Kebijakan populis tersebut terecermin dalam beberapa pos dalam Rancangan Anggaran Pendapatan dan Belanja Negara (RAPBN) 2019 yang anggarannya dinaikkan. Ambil contoh, dana bantuan sosial (bansos) yang dianggarkan naik 28,65% dari tahun ini menjadi Rp 103,24 triliun di 2019. Begitu pula pos dana desa yang kembali meningkat dari tahun ini Rp 60 triliun menjadi Rp 70 triliun.
Sebelumnya pemerintah malah menganggarkan lebih banyak dana desa yakni sebesar Rp 73 triliun. Tapi di tengah jalan, Menteri Keuangan Sri Mulyani memangkas Rp 3 triliun dana desa untuk dialokasikan ke kelurahan. Keputusan ini merupakan hal yang baru bagi pemerintah karena sebelumnya tidak ada dana khusus bagi kelurahan.
Staf Khusus Kepresidenan bidang ekonomi Ahmad Erani Yustika menepis anggapan bahwa pemerintah menempuh kebijakan populis untuk kepentingan politik di tahun depan.
Kata Erani, dana desa sendiri sebetulnya dari tahun ke tahun selalu meningkat. Bahkan ia mencatat, di periode 2015-2016, alokasi dana desa justru melesat 125% dari Rp 20 triliun di tahun 2015 menjadi Rp 46,9 triliun di 2016.

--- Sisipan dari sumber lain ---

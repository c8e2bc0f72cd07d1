//! SMTP email channel (STARTTLS, multipart plain/HTML, snapshot attached).

use async_trait::async_trait;
use lettre::message::header::ContentType;
use lettre::message::{Attachment, Mailbox, MultiPart};
use lettre::transport::smtp::authentication::Credentials;
use lettre::{AsyncSmtpTransport, AsyncTransport, Message, Tokio1Executor};
use serde::{Deserialize, Serialize};
use tracing::{info, warn};

use super::{ChannelSettings, NotificationChannel, NotificationPayload, RateLimiter};
use crate::error::{Error, Result};

#[derive(Debug, Clone, PartialEq, Serialize, Deserialize)]
pub struct EmailConfig {
    #[serde(flatten)]
    pub settings: ChannelSettings,

    pub smtp_server: String,

    #[serde(default = "default_port")]
    pub smtp_port: u16,

    pub username: String,

    pub password: String,

    /// Defaults to `username`.
    #[serde(default)]
    pub from_email: Option<String>,

    pub to_emails: Vec<String>,
}

fn default_port() -> u16 {
    587
}

pub struct EmailChannel {
    name: String,
    enabled: bool,
    from: Mailbox,
    to: Vec<Mailbox>,
    transport: AsyncSmtpTransport<Tokio1Executor>,
    limiter: RateLimiter,
}

impl EmailChannel {
    pub fn new(name: &str, config: EmailConfig) -> Result<Self> {
        if config.smtp_server.trim().is_empty() {
            return Err(Error::channel(name, "smtp_server is required"));
        }
        if config.to_emails.is_empty() {
            return Err(Error::channel(name, "to_emails must list at least one recipient"));
        }

        let from: Mailbox = config
            .from_email
            .as_deref()
            .unwrap_or(&config.username)
            .parse()
            .map_err(|e| Error::channel(name, format!("invalid sender: {e}")))?;
        let to = config
            .to_emails
            .iter()
            .map(|addr| {
                addr.parse::<Mailbox>()
                    .map_err(|e| Error::channel(name, format!("invalid recipient '{addr}': {e}")))
            })
            .collect::<Result<Vec<_>>>()?;

        let transport = AsyncSmtpTransport::<Tokio1Executor>::starttls_relay(&config.smtp_server)
            .map_err(|e| Error::channel(name, e))?
            .port(config.smtp_port)
            .credentials(Credentials::new(config.username.clone(), config.password.clone()))
            .build();

        Ok(Self {
            name: name.to_string(),
            enabled: config.settings.enabled,
            from,
            to,
            transport,
            limiter: RateLimiter::from_seconds(config.settings.rate_limit_seconds),
        })
    }

    fn evidence_line(path: &Option<std::path::PathBuf>) -> String {
        path.as_ref()
            .map_or_else(|| "N/A".to_string(), |p| p.display().to_string())
    }

    pub fn text_body(payload: &NotificationPayload) -> String {
        format!(
            "{title}\n\n\
             Incident Details:\n\
             - Incident ID: {id}\n\
             - Time: {time}\n\
             - Camera: {camera}\n\
             - Location: {location}\n\
             - Track ID: {track}\n\
             - Confidence: {confidence:.1}%\n\n\
             Evidence:\n\
             - Snapshot: {snapshot}\n\
             - Video: {video}\n\n\
             ---\nOVD Watchdog\n",
            title = payload.title(),
            id = payload.incident_id,
            time = payload.alerted_at_display(),
            camera = payload.camera_id,
            location = payload.location,
            track = payload.track_id,
            confidence = payload.avg_confidence * 100.0,
            snapshot = Self::evidence_line(&payload.snapshot_path),
            video = Self::evidence_line(&payload.video_clip_path),
        )
    }

    pub fn html_body(payload: &NotificationPayload) -> String {
        let row = |label: &str, value: &str| {
            format!("<tr><td class=\"label\">{label}:</td><td>{}</td></tr>", escape(value))
        };
        let rows = [
            row("Incident ID", &payload.incident_id),
            row("Time", &payload.alerted_at_display()),
            row("Camera", &payload.camera_id),
            row("Location", &payload.location),
            row("Track ID", &payload.track_id.to_string()),
            row("Confidence", &format!("{:.1}%", payload.avg_confidence * 100.0)),
        ]
        .concat();

        format!(
            "<html><head><style>\
             body {{ font-family: Arial, sans-serif; }}\
             .header {{ background-color: #dc3545; color: white; padding: 20px; }}\
             .label {{ font-weight: bold; width: 150px; }}\
             </style></head><body>\
             <div class=\"header\"><h2>{title}</h2></div>\
             <h3>Incident Details</h3><table>{rows}</table>\
             <h3>Evidence</h3><p>Snapshot: <code>{snapshot}</code><br>Video: <code>{video}</code></p>\
             <p>OVD Watchdog</p></body></html>",
            title = escape(&payload.title()),
            snapshot = escape(&Self::evidence_line(&payload.snapshot_path)),
            video = escape(&Self::evidence_line(&payload.video_clip_path)),
        )
    }

    async fn build_message(&self, payload: &NotificationPayload) -> Result<Message> {
        let mut body = MultiPart::mixed().multipart(MultiPart::alternative_plain_html(
            Self::text_body(payload),
            Self::html_body(payload),
        ));

        if let Some(path) = &payload.snapshot_path {
            match tokio::fs::read(path).await {
                Ok(bytes) => {
                    let filename = path
                        .file_name()
                        .map_or_else(|| "snapshot.jpg".to_string(), |n| n.to_string_lossy().into_owned());
                    let content_type = ContentType::parse("image/jpeg")
                        .map_err(|e| Error::channel(&self.name, e))?;
                    body = body.singlepart(Attachment::new(filename).body(bytes, content_type));
                }
                Err(e) => warn!(channel = %self.name, error = %e, "Could not attach snapshot"),
            }
        }

        let builder = self
            .to
            .iter()
            .cloned()
            .fold(Message::builder().from(self.from.clone()), |b, to| b.to(to))
            .subject(payload.title());
        builder.multipart(body).map_err(|e| Error::channel(&self.name, e))
    }
}

fn escape(text: &str) -> String {
    text.replace('&', "&amp;")
        .replace('<', "&lt;")
        .replace('>', "&gt;")
        .replace('"', "&quot;")
}

#[async_trait]
impl NotificationChannel for EmailChannel {
    fn name(&self) -> &str {
        &self.name
    }

    fn is_enabled(&self) -> bool {
        self.enabled
    }

    fn rate_limiter(&self) -> &RateLimiter {
        &self.limiter
    }

    async fn send(&self, payload: &NotificationPayload) -> bool {
        let message = match self.build_message(payload).await {
            Ok(message) => message,
            Err(e) => {
                warn!(channel = %self.name, error = %e, "Could not build email");
                return false;
            }
        };

        match self.transport.send(message).await {
            Ok(response) if response.is_positive() => {
                info!(
                    channel = %self.name,
                    incident_id = %payload.incident_id,
                    recipients = self.to.len(),
                    "Email notification sent"
                );
                true
            }
            Ok(response) => {
                warn!(channel = %self.name, code = %response.code(), "SMTP server rejected email");
                false
            }
            Err(e) => {
                warn!(channel = %self.name, error = %e, "Email notification failed");
                false
            }
        }
    }
}

#[cfg(test)]
mod tests {
    use super::*;
    use crate::engine::tests::rule_for;
    use crate::notify::tests::confirmed_incident;

    fn config() -> EmailConfig {
        EmailConfig {
            settings: ChannelSettings::default(),
            smtp_server: "smtp.example.com".to_string(),
            smtp_port: 587,
            username: "alerts@example.com".to_string(),
            password: "secret".to_string(),
            from_email: None,
            to_emails: vec!["ops@example.com".to_string()],
        }
    }

    #[tokio::test]
    async fn test_builds_from_config() {
        let channel = EmailChannel::new("email", config()).unwrap();
        assert_eq!(channel.from.email.to_string(), "alerts@example.com");
        assert_eq!(channel.to.len(), 1);
    }

    #[test]
    fn test_invalid_recipient_rejected() {
        let mut config = config();
        config.to_emails = vec!["not an address".to_string()];
        assert!(EmailChannel::new("email", config).is_err());
    }

    #[test]
    fn test_no_recipients_rejected() {
        let mut config = config();
        config.to_emails.clear();
        assert!(EmailChannel::new("email", config).is_err());
    }

    #[test]
    fn test_bodies_escape_and_include_details() {
        let mut rule = rule_for("person");
        rule.description = "Person <near> gate".to_string();
        let payload = NotificationPayload::new(&confirmed_incident(), &rule, "cam");

        let text = EmailChannel::text_body(&payload);
        assert!(text.contains("- Incident ID: r_person_1_0"));
        assert!(text.contains("- Snapshot: N/A"));

        let html = EmailChannel::html_body(&payload);
        assert!(html.contains("Person &lt;near&gt; gate"));
        assert!(!html.contains("<near>"));
    }

    #[tokio::test]
    async fn test_message_attaches_existing_snapshot() {
        let dir = tempfile::TempDir::new().unwrap();
        let snapshot = dir.path().join("snapshot.jpg");
        std::fs::write(&snapshot, b"\xff\xd8\xff\xd9").unwrap();

        let mut incident = confirmed_incident();
        incident.evidence.snapshots.push(snapshot);
        let payload = NotificationPayload::new(&incident, &rule_for("person"), "cam");

        let channel = EmailChannel::new("email", config()).unwrap();
        let message = channel.build_message(&payload).await.unwrap();
        let raw = String::from_utf8_lossy(&message.formatted()).into_owned();
        assert!(raw.contains("filename=\"snapshot.jpg\""));
        assert!(raw.contains("image/jpeg"));
    }
}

Setelah itu, alokasi dana desa menjadi Rp 60 triliun di 2018. "Saya kebetulan mengelola dana desa pada dua tahun-tiga tahun pertama. Dana desa dari 2015-2016 naik 125%, tapi ngga ribut tuh," katanya saat ditemui di Bakoel Koffie, Kamis (18/10).
Bahkan, tambah Erani, pemerintah berupaya memastikan agar program-program itu efektif dan fiskalnya lebih sehat di tahun depan. "Makanya tahun depan itu, defisit anggaran ya itu proyeksinya lebih rendah dari tahun ini," katanya. Sekadar tahu saja, tahun depan pemerintah menargetkan defisit sebesar 1,84% dari produk domestik bruto (PDB). Sementara tahun ini defisit diperkirakan 1,83%-2,04% dari PDB.
"Kalau pemerintah ingin populis, defisit dinaikkan saja, kasih subsidi gede-gedean ke masyarakat. Tapi kan itu tidak dilakukan," katanya.